1 Metamaterial structure cell
2 Metamaterial structure cell
3 Metamaterial structure cells
10 1st layer
11 Perimeter
12 Central part
13 connections
20 Second layer
21 Edge
22 Central part
23 Connection
30 1st layer
100 Antenna device
110 First antenna
120 Second antenna
130 Metamaterial structure

Claims (6)

A metamaterial structure in which a plurality of cells are periodically arranged,
The cell is
A ring-shaped first peripheral portion, a first central portion disposed inside the first peripheral portion,
Including a first layer having a first connection portion connecting the first peripheral edge portion and the first central portion;
Metamaterial structure.
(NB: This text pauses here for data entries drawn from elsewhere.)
use crate::data_structures::{months_for_days, StorageClass, KIB};
use crate::error::{Result, SimulationError};
use chrono::NaiveDate;
use serde::{Deserialize, Serialize};

pub const MIN_HORIZON_MONTHS: u32 = 12;
pub const MAX_HORIZON_MONTHS: u32 = 60;
pub const DEFAULT_ELIGIBILITY_THRESHOLD_BYTES: u64 = 128 * 1024;

/// How much new data arrives after month 1.
#[derive(Debug, Clone, Copy, PartialEq, Serialize, Deserialize, Default)]
#[serde(tag = "model", rename_all = "lowercase")]
pub enum GrowthModel {
    #[default]
    None,
    /// Total resident bytes grow by `monthly_rate` (0.05 = 5%) each month.
    Percentage { monthly_rate: f64 },
    /// A fixed number of bytes is ingested each month.
    Fixed { bytes_per_month: f64 },
}

/// Fraction of resident bytes read back per month, by class.
#[derive(Debug, Clone, Copy, PartialEq, Serialize, Deserialize, Default)]
#[serde(default)]
pub struct AccessRates {
    pub standard: f64,
    pub nearline: f64,
    pub coldline: f64,
    pub archive: f64,
}

impl AccessRates {
    pub fn rate(&self, class: StorageClass) -> f64 {
        match class {
            StorageClass::Standard => self.standard,
            StorageClass::Nearline => self.nearline,
            StorageClass::Coldline => self.coldline,
            StorageClass::Archive => self.archive,
        }
    }

    pub fn with_rate(mut self, class: StorageClass, rate: f64) -> Self {
        match class {
            StorageClass::Standard => self.standard = rate,
            StorageClass::Nearline => self.nearline = rate,
            StorageClass::Coldline => self.coldline = rate,
            StorageClass::Archive => self.archive = rate,
        }
        self
    }
}

/// Monthly API operation counts.
#[derive(Debug, Clone, Copy, PartialEq, Serialize, Deserialize, Default)]
#[serde(default)]
pub struct OperationCounts {
    pub class_a: f64,
    pub class_b: f64,
}

#[derive(Debug, Clone, Copy, PartialEq, Serialize, Deserialize)]
#[serde(default)]
pub struct AutoclassParams {
    pub terminal_class: StorageClass,
}

impl Default for AutoclassParams {
    fn default() -> Self {
        Self {
            terminal_class: StorageClass::Archive,
        }
    }
}

/// Creation-age thresholds, in days, for each Lifecycle transition.
/// A missing threshold skips that class.
#[derive(Debug, Clone, Copy, PartialEq, Eq, Serialize, Deserialize)]
pub struct LifecycleRules {
    pub nearline_days: Option<u32>,
    pub coldline_days: Option<u32>,
    pub archive_days: Option<u32>,
}

impl Default for LifecycleRules {
    fn default() -> Self {
        LifecyclePreset::FullLinear.rules()
    }
}

impl LifecycleRules {
    pub fn new(nearline_days: Option<u32>, coldline_days: Option<u32>, archive_days: Option<u32>) -> Self {
        Self {
            nearline_days,
            coldline_days,
            archive_days,
        }
    }

    pub fn days_for(&self, class: StorageClass) -> Option<u32> {
        match class {
            StorageClass::Standard => None,
            StorageClass::Nearline => self.nearline_days,
            StorageClass::Coldline => self.coldline_days,
            StorageClass::Archive => self.archive_days,
        }
    }

    /// Set thresholds, warmest first.
    pub fn steps(&self) -> Vec<(StorageClass, u32)> {
        StorageClass::ALL
            .iter()
            .filter_map(|class| self.days_for(*class).map(|days| (*class, days)))
            .collect()
    }

    /// Coldest class the rules reach.
    pub fn terminal_class(&self) -> StorageClass {
        self.steps()
            .last()
            .map(|(class, _)| *class)
            .unwrap_or(StorageClass::Standard)
    }

    /// Class a cohort of the given creation age belongs in.
    pub fn class_for_age(&self, age_months: u32) -> StorageClass {
        self.steps()
            .iter()
            .rev()
            .find(|(_, days)| age_months >= months_for_days(*days))
            .map(|(class, _)| *class)
            .unwrap_or(StorageClass::Standard)
    }

    pub fn validate(&self) -> Result<()> {
        let steps = self.steps();
        if steps.is_empty() {
            return Err(SimulationError::configuration(
                "lifecycle",
                "at least one transition threshold is required",
            ));
        }

        for pair in steps.windows(2) {
            let (warmer, colder) = (pair[0], pair[1]);
            if colder.1 <= warmer.1 {
                return Err(SimulationError::configuration(
                    format!("lifecycle.{}_days", colder.0.key()),
                    format!(
                        "must be greater than {}_days ({} <= {})",
                        warmer.0.key(),
                        colder.1,
                        warmer.1
                    ),
                ));
            }
        }

        Ok(())
    }
}

/// Named Lifecycle transition paths.
#[derive(Debug, Clone, Copy, PartialEq, Eq, Serialize, Deserialize)]
#[serde(rename_all = "kebab-case")]
pub enum LifecyclePreset {
    FullLinear,
    StandardNearlineColdline,
    StandardNearlineArchive,
    StandardNearline,
    StandardColdlineArchive,
    StandardColdline,
    StandardArchive,
}

impl LifecyclePreset {
    pub const ALL: [LifecyclePreset; 7] = [
        LifecyclePreset::FullLinear,
        LifecyclePreset::StandardNearlineColdline,
        LifecyclePreset::StandardNearlineArchive,
        LifecyclePreset::StandardNearline,
        LifecyclePreset::StandardColdlineArchive,
        LifecyclePreset::StandardColdline,
        LifecyclePreset::StandardArchive,
    ];

    pub fn rules(&self) -> LifecycleRules {
        match self {
            LifecyclePreset::FullLinear => LifecycleRules::new(Some(30), Some(90), Some(365)),
            LifecyclePreset::StandardNearlineColdline => LifecycleRules::new(Some(30), Some(90), None),
            LifecyclePreset::StandardNearlineArchive => LifecycleRules::new(Some(30), None, Some(180)),
            LifecyclePreset::StandardNearline => LifecycleRules::new(Some(30), None, None),
            LifecyclePreset::StandardColdlineArchive => LifecycleRules::new(None, Some(90), Some(365)),
            LifecyclePreset::StandardColdline => LifecycleRules::new(None, Some(90), None),
            LifecyclePreset::StandardArchive => LifecycleRules::new(None, None, Some(365)),
        }
    }

    pub fn name(&self) -> &'static str {
        match self {
            LifecyclePreset::FullLinear => "Standard → Nearline → Coldline → Archive",
            LifecyclePreset::StandardNearlineColdline => "Standard → Nearline → Coldline",
            LifecyclePreset::StandardNearlineArchive => "Standard → Nearline → Archive",
            LifecyclePreset::StandardNearline => "Standard → Nearline",
            LifecyclePreset::StandardColdlineArchive => "Standard → Coldline → Archive",
            LifecyclePreset::StandardColdline => "Standard → Coldline",
            LifecyclePreset::StandardArchive => "Standard → Archive",
        }
    }
}

/// Inputs of one simulation run.
#[derive(Debug, Clone, PartialEq, Serialize, Deserialize)]
#[serde(default)]
pub struct SimulationConfig {
    pub initial_bytes: f64,
    pub growth: GrowthModel,
    pub horizon_months: u32,
    pub large_object_fraction: f64,
    pub eligibility_threshold_bytes: u64,
    pub avg_large_object_bytes: f64,
    pub avg_small_object_bytes: f64,
    pub access_rates: AccessRates,
    pub operations: OperationCounts,
    pub negligible_fraction: f64,
    pub start_date: Option<NaiveDate>,
    pub autoclass: AutoclassParams,
    pub lifecycle: LifecycleRules,
}

impl Default for SimulationConfig {
    fn default() -> Self {
        Self {
            initial_bytes: 10.0 * 1024.0 * 1024.0 * 1024.0 * 1024.0,
            growth: GrowthModel::None,
            horizon_months: MIN_HORIZON_MONTHS,
            large_object_fraction: 0.8,
            eligibility_threshold_bytes: DEFAULT_ELIGIBILITY_THRESHOLD_BYTES,
            avg_large_object_bytes: 512.0 * KIB,
            avg_small_object_bytes: 64.0 * KIB,
            access_rates: AccessRates::default(),
            operations: OperationCounts {
                class_a: 1_000.0,
                class_b: 10_000.0,
            },
            negligible_fraction: 1e-6,
            start_date: None,
            autoclass: AutoclassParams::default(),
            lifecycle: LifecycleRules::default(),
        }
    }
}

impl SimulationConfig {
    /// Range checks the engine relies on. Policy-specific parameters are
    /// checked by the policies themselves.
    pub fn validate(&self) -> Result<()> {
        check_non_negative("initial_bytes", self.initial_bytes)?;

        if !(MIN_HORIZON_MONTHS..=MAX_HORIZON_MONTHS).contains(&self.horizon_months) {
            return Err(SimulationError::configuration(
                "horizon_months",
                format!(
                    "must be between {} and {} (got {})",
                    MIN_HORIZON_MONTHS, MAX_HORIZON_MONTHS, self.horizon_months
                ),
            ));
        }

        match self.growth {
            GrowthModel::None => {}
            GrowthModel::Percentage { monthly_rate } => {
                check_non_negative("growth.monthly_rate", monthly_rate)?
            }
            GrowthModel::Fixed { bytes_per_month } => {
                check_non_negative("growth.bytes_per_month", bytes_per_month)?
            }
        }

        check_fraction("large_object_fraction", self.large_object_fraction)?;
        check_fraction("negligible_fraction", self.negligible_fraction)?;
        for class in StorageClass::ALL {
            check_fraction(
                &format!("access_rates.{}", class.key()),
                self.access_rates.rate(class),
            )?;
        }

        check_non_negative("operations.class_a", self.operations.class_a)?;
        check_non_negative("operations.class_b", self.operations.class_b)?;

        let threshold = self.eligibility_threshold_bytes as f64;
        if !(self.avg_large_object_bytes.is_finite() && self.avg_large_object_bytes >= threshold) {
            return Err(SimulationError::configuration(
                "avg_large_object_bytes",
                format!("must be at least the eligibility threshold ({} bytes)", threshold),
            ));
        }
        if !(self.avg_small_object_bytes > 0.0 && self.avg_small_object_bytes < threshold) {
            return Err(SimulationError::configuration(
                "avg_small_object_bytes",
                format!("must be positive and below the eligibility threshold ({} bytes)", threshold),
            ));
        }

        if self.autoclass.terminal_class == StorageClass::Standard {
            return Err(SimulationError::configuration(
                "autoclass.terminal_class",
                "must be nearline, coldline or archive",
            ));
        }

        Ok(())
    }
}

fn check_non_negative(field: &str, value: f64) -> Result<()> {
    if value.is_finite() && value >= 0.0 {
        Ok(())
    } else {
        Err(SimulationError::configuration(
            field,
            format!("must be a finite, non-negative number (got {})", value),
        ))
    }
}

fn check_fraction(field: &str, value: f64) -> Result<()> {
    if (0.0..=1.0).contains(&value) {
        Ok(())
    } else {
        Err(SimulationError::configuration(
            field,
            format!("must be between 0 and 1 (got {})", value),
        ))
    }
}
The cell is
A ring-shaped second peripheral portion, a second central portion disposed inside the second peripheral portion,
A second layer having a second connection portion connecting the second peripheral edge portion and the second central portion;
The metamaterial structure according to claim 1, wherein the first layer and the second layer are parallel. A second layer having a ring-shaped split ring portion including a notch,
The metamaterial structure according to claim 1, wherein the first layer and the second layer are parallel. Including a flat dielectric plate;
The metamaterial structure according to claim 2 or 3, wherein the first layer is formed on one surface of the dielectric plate, and the second layer is formed on the other surface of the dielectric plate. The cell is electrically connected to an adjacent cell;
The metamaterial structure according to any one of claims 1 to 4. A flat dielectric plate;
A first antenna formed on the dielectric plate;
A second antenna formed on the dielectric plate;
In the dielectric plate, including the metamaterial structure according to any one of claims 1 to 5 formed between the first antenna and the second antenna.
Antenna device.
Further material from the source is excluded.